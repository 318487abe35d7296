//! Error types for the SQLite tools MCP server.
//!
//! This module defines all error types using `thiserror` for ergonomic error handling.
//! Each error variant provides actionable messages to help AI assistants understand
//! and recover from error conditions.

use std::path::Path;
use thiserror::Error;

#[derive(Error, Debug)]
pub enum DbError {
    #[error("Connection failed: {message}")]
    Connection { message: String, suggestion: String },

    #[error("Database error: {message}")]
    Database {
        message: String,
        /// SQLite extended result code, e.g. "2067" for a UNIQUE violation
        code: Option<String>,
        suggestion: String,
    },

    #[error("Statement rejected ({rule}): {message}")]
    Rejected { rule: String, message: String },

    #[error("{feature} requires SQLite {required} or newer (found {actual})")]
    Unsupported {
        feature: String,
        required: String,
        actual: String,
    },

    #[error("I/O error on '{path}': {message}")]
    Io { path: String, message: String },

    #[error("Upstream MCP server '{url}' failed: {message}")]
    Upstream { url: String, message: String },

    #[error("Timeout: {operation} exceeded {elapsed_secs}s")]
    Timeout {
        operation: String,
        elapsed_secs: u64,
    },

    #[error("Invalid input: {message}")]
    InvalidInput { message: String },

    #[error("Internal error: {message}")]
    Internal { message: String },
}

impl DbError {
    /// Create a connection error with a helpful suggestion.
    pub fn connection(message: impl Into<String>, suggestion: impl Into<String>) -> Self {
        Self::Connection {
            message: message.into(),
            suggestion: suggestion.into(),
        }
    }

    /// Create a database error with an optional result code.
    pub fn database(
        message: impl Into<String>,
        code: Option<String>,
        suggestion: impl Into<String>,
    ) -> Self {
        Self::Database {
            message: message.into(),
            code,
            suggestion: suggestion.into(),
        }
    }

    /// Create a rejection naming the violated rule.
    pub fn rejected(rule: impl Into<String>, message: impl Into<String>) -> Self {
        Self::Rejected {
            rule: rule.into(),
            message: message.into(),
        }
    }

    /// Create an engine version precondition error.
    pub fn unsupported(
        feature: impl Into<String>,
        required: impl Into<String>,
        actual: impl Into<String>,
    ) -> Self {
        Self::Unsupported {
            feature: feature.into(),
            required: required.into(),
            actual: actual.into(),
        }
    }

    /// Create a filesystem error for the given path.
    pub fn io(path: impl AsRef<Path>, err: impl std::fmt::Display) -> Self {
        Self::Io {
            path: path.as_ref().display().to_string(),
            message: err.to_string(),
        }
    }

    /// Create an upstream proxy error.
    pub fn upstream(url: impl Into<String>, message: impl Into<String>) -> Self {
        Self::Upstream {
            url: url.into(),
            message: message.into(),
        }
    }

    /// Create a timeout error.
    pub fn timeout(operation: impl Into<String>, elapsed_secs: u64) -> Self {
        Self::Timeout {
            operation: operation.into(),
            elapsed_secs,
        }
    }

    /// Create an invalid input error.
    pub fn invalid_input(message: impl Into<String>) -> Self {
        Self::InvalidInput {
            message: message.into(),
        }
    }

    /// Create an internal error.
    pub fn internal(message: impl Into<String>) -> Self {
        Self::Internal {
            message: message.into(),
        }
    }

    /// Get the suggestion for this error, if available.
    pub fn suggestion(&self) -> Option<&str> {
        match self {
            Self::Connection { suggestion, .. } => Some(suggestion),
            Self::Database { suggestion, .. } => Some(suggestion),
            Self::Rejected { .. } => Some(
                "Submit a single statement without comments, PRAGMA, ATTACH/DETACH or ';' separators",
            ),
            Self::Unsupported { .. } => Some("Upgrade the SQLite library or use another operation"),
            _ => None,
        }
    }

    /// Check if this error is a validation failure raised before touching the database.
    pub fn is_validation(&self) -> bool {
        matches!(
            self,
            Self::InvalidInput { .. } | Self::Rejected { .. } | Self::Unsupported { .. }
        )
    }
}

/// Suggestion for a SQLite primary result code.
fn sqlite_suggestion(code: Option<&str>) -> &'static str {
    let primary = code
        .and_then(|c| c.parse::<i32>().ok())
        .map(|c| c & 0xff);
    match primary {
        Some(5) | Some(6) => "The database is locked by another writer; try again later",
        Some(11) | Some(26) => "The database file looks corrupt; run sqlite_integrity_check or restore a backup",
        Some(19) => "A constraint was violated; check UNIQUE, NOT NULL and FOREIGN KEY columns",
        _ => "Check the SQL syntax and referenced objects",
    }
}

/// Convert sqlx errors to DbError.
impl From<sqlx::Error> for DbError {
    fn from(err: sqlx::Error) -> Self {
        match err {
            sqlx::Error::Configuration(msg) => DbError::connection(
                msg.to_string(),
                "Check the database path and its parent directory",
            ),
            sqlx::Error::Database(db_err) => {
                let code = db_err.code().map(|c| c.to_string());
                let suggestion = sqlite_suggestion(code.as_deref());
                DbError::database(db_err.message(), code, suggestion)
            }
            sqlx::Error::RowNotFound => DbError::database(
                "No rows returned",
                None,
                "Verify the query conditions match existing data",
            ),
            sqlx::Error::Io(io_err) => DbError::connection(
                format!("I/O error: {}", io_err),
                "Check that the database file is readable and writable",
            ),
            sqlx::Error::Protocol(msg) => DbError::connection(
                format!("Protocol error: {}", msg),
                "Check the SQLite library build",
            ),
            sqlx::Error::ColumnNotFound(col) => {
                DbError::invalid_input(format!("Column not found: {}", col))
            }
            sqlx::Error::ColumnIndexOutOfBounds { index, len } => DbError::internal(format!(
                "Column index {} out of bounds (len: {})",
                index, len
            )),
            sqlx::Error::ColumnDecode { index, source } => {
                DbError::internal(format!("Failed to decode column {}: {}", index, source))
            }
            sqlx::Error::Decode(source) => DbError::internal(format!("Decode error: {}", source)),
            sqlx::Error::WorkerCrashed => DbError::internal("Database worker crashed"),
            _ => DbError::internal(format!("Unknown database error: {}", err)),
        }
    }
}

/// Result type alias for database operations.
pub type DbResult<T> = Result<T, DbError>;

/// Build suggestion data as JSON value.
fn suggestion_data(suggestion: Option<&str>) -> Option<serde_json::Value> {
    suggestion.map(|s| serde_json::json!({ "suggestion": s }))
}

/// Convert DbError to MCP ErrorData for semantic error categorization.
/// Includes the suggestion field in the `data` object when available.
impl From<DbError> for rmcp::ErrorData {
    fn from(err: DbError) -> Self {
        let data = suggestion_data(err.suggestion());
        match &err {
            DbError::InvalidInput { .. }
            | DbError::Rejected { .. }
            | DbError::Unsupported { .. } => rmcp::ErrorData::invalid_params(err.to_string(), data),

            DbError::Io { .. } => rmcp::ErrorData::resource_not_found(err.to_string(), data),

            // Engine errors keep their result code in the message
            DbError::Database { message, code, .. } => {
                let msg = match code {
                    Some(code) => format!("{} (SQLite code: {})", message, code),
                    None => message.clone(),
                };
                rmcp::ErrorData::invalid_params(msg, data)
            }

            DbError::Connection { .. }
            | DbError::Upstream { .. }
            | DbError::Timeout { .. }
            | DbError::Internal { .. } => rmcp::ErrorData::internal_error(err.to_string(), data),
        }
    }
}

#[cfg(test)]
mod tests {
    use super::*;

    #[test]
    fn test_error_display() {
        let err = DbError::connection("Failed to open", "Check path");
        assert!(err.to_string().contains("Connection failed"));
    }

    #[test]
    fn test_rejected_display_names_rule() {
        let err = DbError::rejected("comment", "SQL comments are not allowed");
        assert_eq!(
            err.to_string(),
            "Statement rejected (comment): SQL comments are not allowed"
        );
        assert!(err.is_validation());
    }

    #[test]
    fn test_unsupported_display() {
        let err = DbError::unsupported("RIGHT JOIN", "3.39.0", "3.31.1");
        assert!(err.to_string().contains("3.39.0"));
        assert!(err.to_string().contains("3.31.1"));
    }

    #[test]
    fn test_sqlite_suggestion_uses_primary_code() {
        // SQLITE_CONSTRAINT_UNIQUE = 2067, primary 19
        assert!(sqlite_suggestion(Some("2067")).contains("constraint"));
        assert!(sqlite_suggestion(Some("5")).contains("locked"));
        assert!(sqlite_suggestion(Some("11")).contains("corrupt"));
        assert!(sqlite_suggestion(None).contains("syntax"));
    }

    #[test]
    fn test_invalid_input_maps_to_invalid_params() {
        let mcp_err: rmcp::ErrorData = DbError::invalid_input("bad input").into();
        assert_eq!(mcp_err.code.0, -32602);
    }

    #[test]
    fn test_rejected_maps_to_invalid_params_with_suggestion() {
        let mcp_err: rmcp::ErrorData = DbError::rejected("pragma", "PRAGMA is not allowed").into();
        assert_eq!(mcp_err.code.0, -32602);
        assert!(mcp_err.data.is_some());
    }

    #[test]
    fn test_io_maps_to_resource_not_found() {
        let mcp_err: rmcp::ErrorData = DbError::io("missing.db", "No such file").into();
        assert_eq!(mcp_err.code.0, -32002);
    }

    #[test]
    fn test_upstream_maps_to_internal_error() {
        let mcp_err: rmcp::ErrorData =
            DbError::upstream("http://localhost:8001/mcp", "connection refused").into();
        assert_eq!(mcp_err.code.0, -32603);
    }

    #[test]
    fn test_database_error_includes_code() {
        let err = DbError::database("UNIQUE constraint failed", Some("2067".to_string()), "x");
        let mcp_err: rmcp::ErrorData = err.into();
        assert!(mcp_err.message.contains("2067"));
        let data = mcp_err.data.unwrap();
        assert_eq!(data["suggestion"], "x");
    }
}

## BRIEF:
Please reproduce exactly the lines in the listing above from the one containing "DbError::database(db_err.message(), code, suggestion)" through the one containing "fn suggestion_data(suggestion: Option<&str>)", both included, and nothing more.

## YOUR SOLUTION:
                DbError::database(db_err.message(), code, suggestion)
            }
            sqlx::Error::RowNotFound => DbError::database(
                "No rows returned",
                None,
                "Verify the query conditions match existing data",
            ),
            sqlx::Error::Io(io_err) => DbError::connection(
                format!("I/O error: {}", io_err),
                "Check that the database file is readable and writable",
            ),
            sqlx::Error::Protocol(msg) => DbError::connection(
                format!("Protocol error: {}", msg),
                "Check the SQLite library build",
            ),
            sqlx::Error::ColumnNotFound(col) => {
                DbError::invalid_input(format!("Column not found: {}", col))
            }
            sqlx::Error::ColumnIndexOutOfBounds { index, len } => DbError::internal(format!(
                "Column index {} out of bounds (len: {})",
                index, len
            )),
            sqlx::Error::ColumnDecode { index, source } => {
                DbError::internal(format!("Failed to decode column {}: {}", index, source))
            }
            sqlx::Error::Decode(source) => DbError::internal(format!("Decode error: {}", source)),
            sqlx::Error::WorkerCrashed => DbError::internal("Database worker crashed"),
            _ => DbError::internal(format!("Unknown database error: {}", err)),
        }
    }
}

/// Result type alias for database operations.
pub type DbResult<T> = Result<T, DbError>;

/// Build suggestion data as JSON value.
fn suggestion_data(suggestion: Option<&str>) -> Option<serde_json::Value> {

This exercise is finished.